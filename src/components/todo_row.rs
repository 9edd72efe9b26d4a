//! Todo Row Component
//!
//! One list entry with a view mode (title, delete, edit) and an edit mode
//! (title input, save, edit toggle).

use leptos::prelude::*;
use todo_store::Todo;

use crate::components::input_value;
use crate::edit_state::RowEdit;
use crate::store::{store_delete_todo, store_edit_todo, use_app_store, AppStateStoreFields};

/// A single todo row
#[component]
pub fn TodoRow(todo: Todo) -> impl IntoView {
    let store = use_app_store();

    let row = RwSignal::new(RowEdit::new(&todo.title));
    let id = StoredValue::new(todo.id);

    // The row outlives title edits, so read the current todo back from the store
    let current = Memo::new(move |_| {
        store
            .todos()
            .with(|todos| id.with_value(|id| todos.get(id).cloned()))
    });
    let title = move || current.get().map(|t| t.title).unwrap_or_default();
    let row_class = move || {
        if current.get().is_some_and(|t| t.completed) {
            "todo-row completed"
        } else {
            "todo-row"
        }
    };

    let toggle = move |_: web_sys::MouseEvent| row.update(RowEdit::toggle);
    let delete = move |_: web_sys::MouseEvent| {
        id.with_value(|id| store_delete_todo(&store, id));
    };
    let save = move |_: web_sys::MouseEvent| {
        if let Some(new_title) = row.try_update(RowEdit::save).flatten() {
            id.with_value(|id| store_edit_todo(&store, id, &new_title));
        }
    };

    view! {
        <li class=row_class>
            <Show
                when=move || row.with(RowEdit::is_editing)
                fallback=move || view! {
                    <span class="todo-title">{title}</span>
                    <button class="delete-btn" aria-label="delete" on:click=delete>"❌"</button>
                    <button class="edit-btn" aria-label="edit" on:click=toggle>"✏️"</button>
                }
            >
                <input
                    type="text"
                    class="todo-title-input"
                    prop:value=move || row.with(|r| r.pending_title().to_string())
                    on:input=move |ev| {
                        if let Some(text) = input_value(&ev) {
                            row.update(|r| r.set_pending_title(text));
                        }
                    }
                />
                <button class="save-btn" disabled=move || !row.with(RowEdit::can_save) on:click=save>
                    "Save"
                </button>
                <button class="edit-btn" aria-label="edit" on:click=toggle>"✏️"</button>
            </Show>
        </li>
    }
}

::::

Task ->
Give all of the entries again, exactly.

Final answer ->
filename src/components/todo_row.rs
repository 9edd72efe9b26d4a
//! Todo Row Component
//!
//! One list entry with a view mode (title, delete, edit) and an edit mode
//! (title input, save, edit toggle).

use leptos::prelude::*;
use todo_store::Todo;

use crate::components::input_value;
use crate::edit_state::RowEdit;
use crate::store::{store_delete_todo, store_edit_todo, use_app_store, AppStateStoreFields};

/// A single todo row
#[component]
pub fn TodoRow(todo: Todo) -> impl IntoView {
    let store = use_app_store();

    let row = RwSignal::new(RowEdit::new(&todo.title));
    let id = StoredValue::new(todo.id);

    // The row outlives title edits, so read the current todo back from the store
    let current = Memo::new(move |_| {
        store
            .todos()
            .with(|todos| id.with_value(|id| todos.get(id).cloned()))
    });
    let title = move || current.get().map(|t| t.title).unwrap_or_default();
    let row_class = move || {
        if current.get().is_some_and(|t| t.completed) {
            "todo-row completed"
        } else {
            "todo-row"
        }
    };

    let toggle = move |_: web_sys::MouseEvent| row.update(RowEdit::toggle);
    let delete = move |_: web_sys::MouseEvent| {
        id.with_value(|id| store_delete_todo(&store, id));
    };
    let save = move |_: web_sys::MouseEvent| {
        if let Some(new_title) = row.try_update(RowEdit::save).flatten() {
            id.with_value(|id| store_edit_todo(&store, id, &new_title));
        }
    };

    view! {
        <li class=row_class>
            <Show
                when=move || row.with(RowEdit::is_editing)
                fallback=move || view! {
                    <span class="todo-title">{title}</span>
                    <button class="delete-btn" aria-label="delete" on:click=delete>"❌"</button>
                    <button class="edit-btn" aria-label="edit" on:click=toggle>"✏️"</button>
                }
            >
                <input
                    type="text"
                    class="todo-title-input"
                    prop:value=move || row.with(|r| r.pending_title().to_string())
                    on:input=move |ev| {
                        if let Some(text) = input_value(&ev) {
                            row.update(|r| r.set_pending_title(text));
                        }
                    }
                />
                <button class="save-btn" disabled=move || !row.with(RowEdit::can_save) on:click=save>
                    "Save"
                </button>
                <button class="edit-btn" aria-label="edit" on:click=toggle>"✏️"</button>
            </Show>
        </li>
    }
}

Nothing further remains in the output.